売上1000万分社化スキームには意味があるのか?
売上1000万以下になれば消費税免税事業者ということで、消費税を納める必要が無くなりますが、分社化までして行う意味はあるのでしょうか?
売上5000万弱の簡易課税事業者を売上1000万以下の消費税免税事業者5つに分けた際のケースを考えたいと思います。
まず、消費税の納める金額ですが、事業内容によるみなし仕入れ率によりけりですが、仮に簡易課税事業者の消費税金額が150万だった場合、消費税免税事業者成りすることで、その150万円が0円になります。すなわち1社あたりの節税金額は30万円です。

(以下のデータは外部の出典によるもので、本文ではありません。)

use assoc_maps::{AssociativeMap, ChainedHashMap, TreeMap};
use criterion::{black_box, criterion_group, criterion_main, BatchSize, Criterion};
use std::time::Duration;

const SIZES: [usize; 2] = [1_000, 10_000];

fn lcg(mut s: u64) -> impl Iterator<Item = u64> {
    std::iter::from_fn(move || {
        s = s.wrapping_mul(6364136223846793005).wrapping_add(1);
        Some(s)
    })
}

fn key(n: u64) -> i32 {
    (n >> 33) as i32
}

fn filled<M>(make: fn() -> M, seed: u64, n: usize) -> M
where
    M: AssociativeMap<Key = i32, Value = String>,
{
    let mut m = make();
    for x in lcg(seed).take(n) {
        *m.get_or_insert(key(x)) = "testString".to_string();
    }
    m
}

fn bench_append<M>(c: &mut Criterion, engine: &str, make: fn() -> M)
where
    M: AssociativeMap<Key = i32, Value = String>,
{
    for n in SIZES {
        c.bench_function(&format!("{engine}::append_{n}"), |b| {
            b.iter_batched(
                make,
                |mut m| {
                    for x in lcg(1).take(n) {
                        *m.get_or_insert(key(x)) = "testString".to_string();
                    }
                    black_box(m)
                },
                BatchSize::SmallInput,
            )
        });
    }
}

fn bench_find<M>(c: &mut Criterion, engine: &str, make: fn() -> M)
where
    M: AssociativeMap<Key = i32, Value = String>,
{
    for n in SIZES {
        c.bench_function(&format!("{engine}::find_hit_{n}"), |b| {
            let m = filled(make, 7, n);
            let queries: Vec<i32> = lcg(7).take(n).map(key).collect();
            b.iter(|| {
                for k in &queries {
                    black_box(m.find(k).value().ok());
                }
            })
        });
    }
}

fn bench_iterate<M>(c: &mut Criterion, engine: &str, make: fn() -> M)
where
    M: AssociativeMap<Key = i32, Value = String>,
{
    for n in SIZES {
        c.bench_function(&format!("{engine}::cursor_walk_{n}"), |b| {
            let m = filled(make, 999, n);
            b.iter(|| {
                let mut total = 0usize;
                let mut cur = m.cursor_front();
                while let Ok(v) = cur.value() {
                    total += v.len();
                    let _ = cur.move_next();
                }
                black_box(total)
            })
        });
    }
}

fn hash_map() -> ChainedHashMap<i32, String> {
    ChainedHashMap::new()
}

fn tree_map() -> TreeMap<i32, String> {
    TreeMap::new()
}

fn bench_append_all(c: &mut Criterion) {
    bench_append(c, "hash", hash_map);
    bench_append(c, "tree", tree_map);
}

fn bench_find_all(c: &mut Criterion) {
    bench_find(c, "hash", hash_map);
    bench_find(c, "tree", tree_map);
}

fn bench_iterate_all(c: &mut Criterion) {
    bench_iterate(c, "hash", hash_map);
    bench_iterate(c, "tree", tree_map);
}

fn bench_config() -> Criterion {
    Criterion::default()
        .sample_size(12)
        .measurement_time(Duration::from_secs(5))
        .warm_up_time(Duration::from_secs(1))
}

criterion_group! {
    name = benches_append;
    config = bench_config();
    targets = bench_append_all
}

criterion_group! {
    name = benches_lookup;
    config = bench_config();
    targets = bench_find_all, bench_iterate_all
}

criterion_main!(benches_append, benches_lookup);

30万円節税するために新設法人を作る必要があるのか?という議論になりますが、法人設立費用に15万程度かかり、かつ決算などの維持費用に最低年間15万程度はかかることを考えても、消費税節税という観点ではあまり意味がないでしょう。
ただ、それぞれの法人でセーフティ共済で年間240万の利益繰り延べが出来ること、接待交際費などの枠が会社分増えること、売上が分散されるので利益も1/5となり法人税率が下がる可能性が高いこと、、など別の節税枠が増えるので、そういう点では意味が出てくる人がいるかもしれないです。
仮にセーフティ共済で240万円経費計上出来れば、1000万以下の実効税率はざっくり25%程度なので、年間60万円の節税になります。また所得5000万の実効税率が35%弱なので、最高で差額の10%分が節税となります。ただ利益率100%はありえないので、仮に利益率20%で2000万上がっていたとしたら、分社化することで2000万の法人税実効税率32%−1000万以下の実効税率25%=7%の節税になります。結局、5社で140万円、1社あたり28万の節税となり、28万の節税のために新設会社を一つ設立するのかどうか、という議論になります。
以下の法人税実効税率グラフを見てもらうと分かりやすいですが、カーブの勾配がきついのは800万円以上になりますので、1社あたりの所得を800万以下にするために分社化するという発想はありのような気はします。